A QEST Scholarship enabled Cara Murphy to study with three master craftspeople – Angus McFadyen, Malcolm Appleby and Jane Short. She focused on engraving techniques to enhance the organic patterns she creates on the surface of her silverware, increasing her knowledge of working with vitreous enamel to highlight her engraved patterns, and allowing her to produce larger scale pieces.

The enamel bowls she is showing at Collect in shades of yellow, blue and green have been created in direct response to this training.

Cara Murphy, Green Swirl Bowl
Cara Murphy, Royal Blue Bowl

Supported by a QEST Arts Scholars’ Company Scholarship, Sian Evans undertook a year of specialist training in the endangered skills of intaglio and cameo carving with fellow QEST Scholar Charlotte De Syllas. These skills are very rare and few people in the UK have the training or experience to teach them. Sian will be showing new intaglio and cameo pendants created using these skills with QEST at Collect.

Sian Evans, Three Cameos

We’re also excited that QEST Scholars Carl Fox and Rosanna Bishop have collaborated for the first time to produce a dynamic diptych for QEST at Collect. Rosanna’s designs of a serpent, screen-printed onto leather, have been incorporated into Carl’s signature leather and wood marquetry grids.

Carl Fox and Rosanna Bishop’s collaborative piece, Mother Dearest.
The making of ‘Mother Dearest’

‘Mother Dearest’ explores themes of self and queer identity in relation to the family unit and the hidden complexities of the coming out experience. Use of colour, materiality and symbolism connects the viewer to the piece, inviting them to intuitively translate the work to their own experience.

“To work in collaboration with another artist has been such an eye opener. Rosanna’s beautifully printed edition to my leatherwork has added texture, depth and a narrative that would have been lost without it,” Carl said.

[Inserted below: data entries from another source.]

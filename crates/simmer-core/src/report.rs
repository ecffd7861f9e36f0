use crate::config::{Config, LatencyUnit};
use crate::stats::{hist_q, LifetimeStats};
use anyhow::{Context, Result};
use chrono::{DateTime, Local, SecondsFormat};
use hdrhistogram::Histogram;
use std::fmt;
use std::io::{BufWriter, Write};
use std::path::Path;
use std::time::Duration;

/// One printed line per reporting interval.
#[derive(Debug, Clone, PartialEq, Eq)]
pub struct IntervalReport {
    pub timestamp: DateTime<Local>,
    pub iteration: u64,
    pub good: u64,
    pub bad: u64,
    pub failed: u64,
    /// Requests expected in one interval at the offered rate.
    pub target: u64,
    pub percent: u64,
    pub interval: Duration,
    pub min: u64,
    pub p50: u64,
    pub p95: u64,
    pub p99: u64,
    pub p999: u64,
    pub max: u64,
    pub failed_hash: u64,
    pub trend: &'static str,
}

impl fmt::Display for IntervalReport {
    fn fmt(&self, f: &mut fmt::Formatter<'_>) -> fmt::Result {
        write!(
            f,
            "{} {:4} {:6}/{:1}/{:1} {} {:3}% {:?} {:3} [{:3} {:3} {:3} {:4} ] {:4} {:6} {}",
            rfc3339(&self.timestamp),
            self.iteration,
            self.good,
            self.bad,
            self.failed,
            self.target,
            self.percent,
            self.interval,
            self.min,
            self.p50,
            self.p95,
            self.p99,
            self.p999,
            self.max,
            self.failed_hash,
            self.trend,
        )
    }
}

#[inline]
pub fn rfc3339(ts: &DateTime<Local>) -> String {
    ts.to_rfc3339_opts(SecondsFormat::Secs, true)
}

/// Share of the interval goal reached, truncated and capped at 100.
pub fn percent_of_goal(answered: u64, target: u64) -> u64 {
    if target == 0 {
        return if answered == 0 { 0 } else { 100 };
    }
    (answered.saturating_mul(100) / target).min(100)
}

pub fn banner(cfg: &Config) -> String {
    let rps = cfg.offered_rps();
    if cfg.targets.len() == 1 {
        format!(
            "# sending {} {} req/s with concurrency={} to {} ...",
            rps, cfg.method, cfg.concurrency, cfg.targets[0]
        )
    } else {
        let list: Vec<&str> = cfg.targets.iter().map(|u| u.as_str()).collect();
        format!(
            "# sending {} {} req/s with concurrency={} using url list [{}] ...",
            rps,
            cfg.method,
            cfg.concurrency,
            list.join(" ")
        )
    }
}

/// Column header, padded so the labels sit above the timestamp and interval
/// columns of [`IntervalReport`].
pub fn header(interval: Duration) -> String {
    let time_len = rfc3339(&Local::now()).len();
    let int_len = format!("{interval:?}").len();
    format!(
        "# {} iter   good/b/f t   goal% {} min [p50 p95 p99  p999]  max bhash change",
        " ".repeat(time_len.saturating_sub(2)),
        " ".repeat(int_len.saturating_sub(2)),
    )
}

// ---------------- lifetime summary ----------------

const SUMMARY_QUANTILES: [(&str, f64); 7] = [
    ("p50", 0.50),
    ("p75", 0.75),
    ("p90", 0.90),
    ("p95", 0.95),
    ("p99", 0.99),
    ("p999", 0.999),
    ("p9999", 0.9999),
];

/// Run totals, hash-check failures and the lifetime latency distribution.
pub fn write_latency_summary<W: Write>(
    w: &mut W,
    life: &LifetimeStats,
    unit: LatencyUnit,
) -> std::io::Result<()> {
    let hist = &life.lat;
    let min = if hist.len() == 0 { 0 } else { hist.min() };
    let max = if hist.len() == 0 { 0 } else { hist.max() };

    writeln!(
        w,
        "requests: {} good: {} bad: {} failed: {} bad hash: {}",
        life.requests, life.good, life.bad, life.failed, life.failed_hash
    )?;
    writeln!(w, "latency summary ({unit}):")?;
    writeln!(w, "  {:<6} {}", "min", min)?;
    for (label, q) in SUMMARY_QUANTILES {
        writeln!(w, "  {:<6} {}", label, hist_q(hist, q))?;
    }
    writeln!(w, "  {:<6} {}", "max", max)?;
    writeln!(w, "  {:<6} {}", "count", hist.len())?;
    Ok(())
}

pub fn print_latency_summary(life: &LifetimeStats, unit: LatencyUnit) {
    let stdout = std::io::stdout();
    let mut lock = stdout.lock();
    if let Err(e) = write_latency_summary(&mut lock, life, unit) {
        tracing::warn!(error = %e, "failed to print latency summary");
    }
}

// ---------------- csv ----------------

/// One row per recorded bucket:
/// `latency_from,latency_to,count,cumulative_percentile`.
pub fn write_latency_csv_rows<W: Write>(w: &mut W, hist: &Histogram<u64>) -> std::io::Result<()> {
    writeln!(w, "latency_from,latency_to,count,cumulative_percentile")?;
    for v in hist.iter_recorded() {
        let at = v.value_iterated_to();
        writeln!(
            w,
            "{},{},{},{:.6}",
            hist.lowest_equivalent(at),
            hist.highest_equivalent(at),
            v.count_at_value(),
            v.percentile(),
        )?;
    }
    Ok(())
}

pub fn write_latency_csv(path: &Path, hist: &Histogram<u64>) -> Result<()> {
    let f = std::fs::File::create(path)
        .with_context(|| format!("create latency csv: {}", path.display()))?;
    let mut w = BufWriter::new(f);
    write_latency_csv_rows(&mut w, hist)
        .and_then(|_| w.flush())
        .with_context(|| format!("write latency csv: {}", path.display()))?;
    tracing::info!(path = %path.display(), "latency csv written");
    Ok(())
}

#[cfg(test)]
mod tests {
    use super::*;
    use crate::measurement::RespInfo;
    use crate::stats::latency_histogram;
    use chrono::TimeZone;
    use http::StatusCode;
    use reqwest::Url;

    fn sample_report() -> IntervalReport {
        IntervalReport {
            timestamp: Local.with_ymd_and_hms(2024, 5, 1, 12, 0, 0).unwrap(),
            iteration: 3,
            good: 20,
            bad: 0,
            failed: 1,
            target: 20,
            percent: 100,
            interval: Duration::from_secs(10),
            min: 5,
            p50: 5,
            p95: 6,
            p99: 7,
            p999: 7,
            max: 9,
            failed_hash: 0,
            trend: "+",
        }
    }

    #[test]
    fn test_report_line_layout() {
        let r = sample_report();
        let line = r.to_string();
        let ts = rfc3339(&r.timestamp);
        assert_eq!(
            line,
            format!("{ts}    3     20/0/1 20 100% 10s   5 [  5   6   7    7 ]    9      0 +")
        );
    }

    #[test]
    fn test_header_aligns_with_line() {
        let h = header(Duration::from_secs(10));
        assert!(h.starts_with("# "));
        let line = IntervalReport {
            timestamp: Local::now(),
            ..sample_report()
        }
        .to_string();
        // "iter" ends where the right-aligned iteration column ends
        let iter_end = h.find("iter").unwrap() + 4;
        assert_eq!(&line[iter_end - 1..iter_end], "3");
    }

    #[test]
    fn test_percent_of_goal() {
        assert_eq!(percent_of_goal(0, 20), 0);
        assert_eq!(percent_of_goal(19, 20), 95);
        assert_eq!(percent_of_goal(20, 20), 100);
        assert_eq!(percent_of_goal(45, 20), 100);
        assert_eq!(percent_of_goal(1, 3), 33);
        assert_eq!(percent_of_goal(0, 0), 0);
        assert_eq!(percent_of_goal(5, 0), 100);
    }

    #[test]
    fn test_banner() {
        let cfg = Config {
            rate_per_worker: 10,
            concurrency: 2,
            targets: vec![Url::parse("http://localhost:8080/").unwrap()],
            ..Default::default()
        };
        assert_eq!(
            banner(&cfg),
            "# sending 20 POST req/s with concurrency=2 to http://localhost:8080/ ..."
        );

        let cfg = Config {
            targets: vec![
                Url::parse("http://a/").unwrap(),
                Url::parse("http://b/").unwrap(),
            ],
            method: http::Method::GET,
            ..cfg
        };
        assert_eq!(
            banner(&cfg),
            "# sending 20 GET req/s with concurrency=2 using url list [http://a/ http://b/] ..."
        );
    }

    #[test]
    fn test_summary_lists_every_quantile() {
        let mut life = LifetimeStats::new(LatencyUnit::Millis).unwrap();
        for v in [1u64, 2, 3, 4, 100] {
            life.lat.record(v).unwrap();
        }
        let mut out = Vec::new();
        write_latency_summary(&mut out, &life, LatencyUnit::Millis).unwrap();
        let text = String::from_utf8(out).unwrap();
        for label in ["min", "p50", "p75", "p90", "p95", "p99", "p999", "p9999", "max", "count"] {
            assert!(text.contains(&format!("  {label:<6} ")), "missing {label}: {text}");
        }
        assert!(text.contains("  min    1\n"));
        assert!(text.contains("  max    100\n"));
        assert!(text.contains("  count  5\n"));
    }

    #[test]
    fn test_summary_reports_totals_and_hash_failures() {
        let resp = |code: u16, failed_hash_check| RespInfo {
            status: StatusCode::from_u16(code).unwrap(),
            bytes: 5,
            latency: Duration::from_millis(3),
            failed_hash_check,
        };
        let mut life = LifetimeStats::new(LatencyUnit::Millis).unwrap();
        life.record_response(&resp(200, false), 3);
        life.record_response(&resp(200, true), 4);
        life.record_response(&resp(200, true), 5);
        life.record_response(&resp(503, false), 6);
        life.record_failure();

        let mut out = Vec::new();
        write_latency_summary(&mut out, &life, LatencyUnit::Millis).unwrap();
        let text = String::from_utf8(out).unwrap();
        assert_eq!(
            text.lines().next(),
            Some("requests: 5 good: 3 bad: 1 failed: 1 bad hash: 2")
        );
        assert!(text.contains("  count  4\n"));
    }

    #[test]
    fn test_csv_rows() {
        let mut h = latency_histogram(LatencyUnit::Millis).unwrap();
        h.record_n(5, 3).unwrap();
        h.record(7).unwrap();

        let mut out = Vec::new();
        write_latency_csv_rows(&mut out, &h).unwrap();
        let text = String::from_utf8(out).unwrap();
        let lines: Vec<&str> = text.lines().collect();
        assert_eq!(lines[0], "latency_from,latency_to,count,cumulative_percentile");
        assert_eq!(lines[1], "5,5,3,75.000000");
        assert_eq!(lines[2], "7,7,1,100.000000");
        assert_eq!(lines.len(), 3);
    }

    #[test]
    fn test_csv_to_unwritable_path_fails() {
        let h = latency_histogram(LatencyUnit::Millis).unwrap();
        let err = write_latency_csv(Path::new("/nonexistent-dir/x/latency.csv"), &h);
        assert!(err.is_err());
    }
}
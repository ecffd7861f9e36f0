use http::StatusCode;
use std::time::Duration;

/// What came back for one request that reached the server.
#[derive(Debug, Clone, Copy)]
pub struct RespInfo {
    pub status: StatusCode,
    /// Body bytes received.
    pub bytes: u64,
    /// Time to first byte.
    pub latency: Duration,
    pub failed_hash_check: bool,
}

impl RespInfo {
    /// 2xx through 4xx count as good responses: the server answered on purpose.
    #[inline]
    pub fn is_good(&self) -> bool {
        (200..500).contains(&self.status.as_u16())
    }
}

#[derive(Debug)]
pub enum Outcome {
    Response(RespInfo),
    Failed(anyhow::Error),
}

/// One request, produced by a worker and consumed once by the aggregator.
#[derive(Debug)]
pub struct Measurement {
    pub req_id: u64,
    pub outcome: Outcome,
}

impl Measurement {
    pub fn response(req_id: u64, info: RespInfo) -> Self {
        Self {
            req_id,
            outcome: Outcome::Response(info),
        }
    }

    pub fn failed(req_id: u64, err: anyhow::Error) -> Self {
        Self {
            req_id,
            outcome: Outcome::Failed(err),
        }
    }
}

Find us at stand W5 in the West Wing.

For the full list of makers exhibiting with QEST, click here.

Elsewhere at Collect

We’re always excited by how many QEST Alumni can be found showing with galleries across the fair. See below a full list.

  • Bullseye Projects (E16) – Guy Marshall-Brown, Anne Petters, Sophie Southgate
  • Cavaliero Finn (W17) – Frances Priest
  • Contemporary Applied Arts (S5) – Carl Fox, Hannah White
  • Design & Crafts Council Ireland – Cara Murphy, Annemarie O’Sullivan
  • Design–Nation (E7) – Scott Benefield
  • FIVE (W14) – Patrick Davison
  • Goldsmiths’ Fair (E11) – Sian Evans and – as part of their ‘100 brooches by 100 Goldsmiths’ feature – Caitlin Murphy, Kayo Saito, Scott Smith, Wayne Meeten, Yeena Yoon
  • Joanna Bird Contemporary Collections (S9) – Matthew Warner
  • London Glassblowing Gallery (E24) – Katherine Huskie
  • Long & Ryle (E9A) – Su Blackwell
  • Objects Beautiful (E8) – Elly Glossop, Joanna Manousis
  • Ruup & Form (W1) – Claudia Clare, Fleur Grenier
  • Collect Open – Barnaby Ash (Ash & Plumb), Andrea Spencer

Do also be sure to visit the stand of one of our Crafting Tomorrow partners, Intoart (stand S12).

The pioneering visual arts organisation enables people with learning disabilities to be visible, equal, and established artists, designers, and cultural producers.

IntoArt artist Lisa Trim

IntoArt has previously won awards at the fair, including Best Stand 2020 and the Brookfield Properties Craft Award 2022.

In 2024, they will be presenting new work by three artists making their debut at Collect – Andre Williams, Dawn Wilson and Lisa Trim.